Demény Attila, Rinyu László, Dublyansky Yuri, Bajnóczi Bernadett
Institute for Geological and Geochemical Research, HUN-REN Research Centre for Astronomy and Earth Sciences, Budaörsi Út 45, Budapest, 1112, Hungary.
CSFK, MTA Centre of Excellence, Konkoly Thege Miklós Út 15-17, Budapest, 1121, Hungary.
Sci Rep. 2025 Mar 14;15(1):8800. doi: 10.1038/s41598-025-92824-w.
Knowledge of the formation temperatures of geological deposits is essential for investigating their genesis. Oxygen isotope thermometry (OIT), using the temperature dependence of oxygen isotope fractionation between host carbonate mineral and mineral-forming water trapped in fluid inclusions, and clumped isotope thermometry, based on the degree of C and O clumping, are receiving increasing interest. However, only a few studies have applied combinations of these methods, and their databases are limited. In this study, we compare OIT and clumped isotope temperatures obtained for 18 samples from Mesozoic to early Cenozoic calcite veins. Our analysis indicates that the formation temperatures were preserved in the clumped isotopic compositions (16-45 °C), whereas the OIT temperatures were shifted to lower temperatures (- 2 to 33 °C). An OIT temperature shift occurred, due to a retrograde oxygen isotope exchange between the fluid inclusion water and the host calcite. These results imply that the retrograde isotope exchange should be taken into consideration, even for low-temperature carbonate deposits, if a sufficiently long time is available.

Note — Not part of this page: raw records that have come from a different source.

//! Reader chain construction
//!
//! Turns a file path (or an already-open reader) into the decorated reader
//! a sound plays from. Stage selection comes from [`ChainOptions`], which is
//! normally derived from the `[chain]` section of the configuration.

use super::{BufferedReader, EnvelopeReader, MemoryReader, PanReader, RateReader, SoundReader};
use crate::audio::decoder::StreamDecoder;
use crate::audio::resampler::ResampleReader;
use crate::error::Result;
use mcr_common::config::ChainConfig;
use mcr_common::FadeCurve;
use std::path::Path;
use tracing::{debug, warn};

/// Which decorators wrap a base reader
#[derive(Debug, Clone, PartialEq)]
pub struct ChainOptions {
    /// Rate the engine mixes at
    pub engine_rate: u32,

    /// Decode the whole file into memory before playing
    pub precache: bool,

    /// Precache automatically when the file is at most this long (0 = never)
    pub auto_precache_seconds: f64,

    pub resample: bool,
    pub rate_control: bool,
    pub pan: bool,

    /// Read-ahead chunk for the outermost stage (0 = no buffering stage)
    pub read_ahead_frames: usize,

    pub fade_curve: FadeCurve,
}

impl ChainOptions {
    /// Options with every stage enabled and no precaching
    pub fn new(engine_rate: u32) -> Self {
        Self::from_config(&ChainConfig::default(), engine_rate)
    }

    pub fn from_config(config: &ChainConfig, engine_rate: u32) -> Self {
        Self {
            engine_rate,
            precache: false,
            auto_precache_seconds: config.auto_precache_seconds,
            resample: config.resample,
            rate_control: config.rate_control,
            pan: config.pan,
            read_ahead_frames: config.read_ahead_frames,
            fade_curve: FadeCurve::default(),
        }
    }

    pub fn with_precache(mut self, precache: bool) -> Self {
        self.precache = precache;
        self
    }
}

/// Open `path` and build its full reader chain
pub fn open_reader(path: &Path, options: &ChainOptions) -> Result<Box<dyn SoundReader>> {
    let mut decoder = StreamDecoder::open(path)?;

    let short_enough = options.auto_precache_seconds > 0.0
        && decoder
            .length_frames()
            .map(|len| len as f64 / decoder.sample_rate() as f64 <= options.auto_precache_seconds)
            .unwrap_or(false);

    let base: Box<dyn SoundReader> = if options.precache || short_enough {
        debug!("Precaching {}", path.display());
        let memory = MemoryReader::from_reader(&mut decoder).map_err(crate::Error::Decode)?;
        Box::new(memory)
    } else {
        Box::new(decoder)
    };

    decorate(base, options)
}

/// Wrap an open reader in the decorators `options` selects
pub fn decorate(base: Box<dyn SoundReader>, options: &ChainOptions) -> Result<Box<dyn SoundReader>> {
    let mut reader: Box<dyn SoundReader> =
        Box::new(EnvelopeReader::new(base).with_fade_curve(options.fade_curve));

    if reader.sample_rate() != options.engine_rate {
        if options.resample {
            reader = Box::new(ResampleReader::new(reader, options.engine_rate)?);
        } else {
            warn!(
                "Source rate {}Hz differs from engine rate {}Hz and resampling is disabled",
                reader.sample_rate(),
                options.engine_rate
            );
        }
    }

    if options.rate_control {
        reader = Box::new(RateReader::new(reader));
    }

    if options.pan {
        reader = match PanReader::new(reader) {
            Ok(pan) => Box::new(pan),
            Err(unchanged) => {
                warn!(
                    "Cannot pan a {}-channel source, leaving it unpanned",
                    unchanged.num_channels()
                );
                unchanged
            }
        };
    }

    if options.read_ahead_frames > 0 {
        reader = Box::new(BufferedReader::new(reader, options.read_ahead_frames));
    }

    Ok(reader)
}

了解地质矿床的形成温度对于研究其成因至关重要。氧同位素测温法(OIT)利用主碳酸盐矿物与捕获在流体包裹体中的成矿水之间氧同位素分馏的温度依赖性,以及基于碳和氧聚集程度的团簇同位素测温法,正受到越来越多的关注。然而,只有少数研究应用了这些方法的组合,并且它们的数据库有限。在本研究中,我们比较了从18个中生代至早新生代方解石脉样品中获得的氧同位素测温法和团簇同位素温度。我们的分析表明,形成温度保存在团簇同位素组成中(16 - 45°C),而氧同位素测温法温度则移至较低温度(-2至33°C)。由于流体包裹体水与主方解石之间发生逆向氧同位素交换,导致了氧同位素测温法温度偏移。这些结果表明,即使对于低温碳酸盐矿床,如果有足够长的时间,也应考虑逆向同位素交换。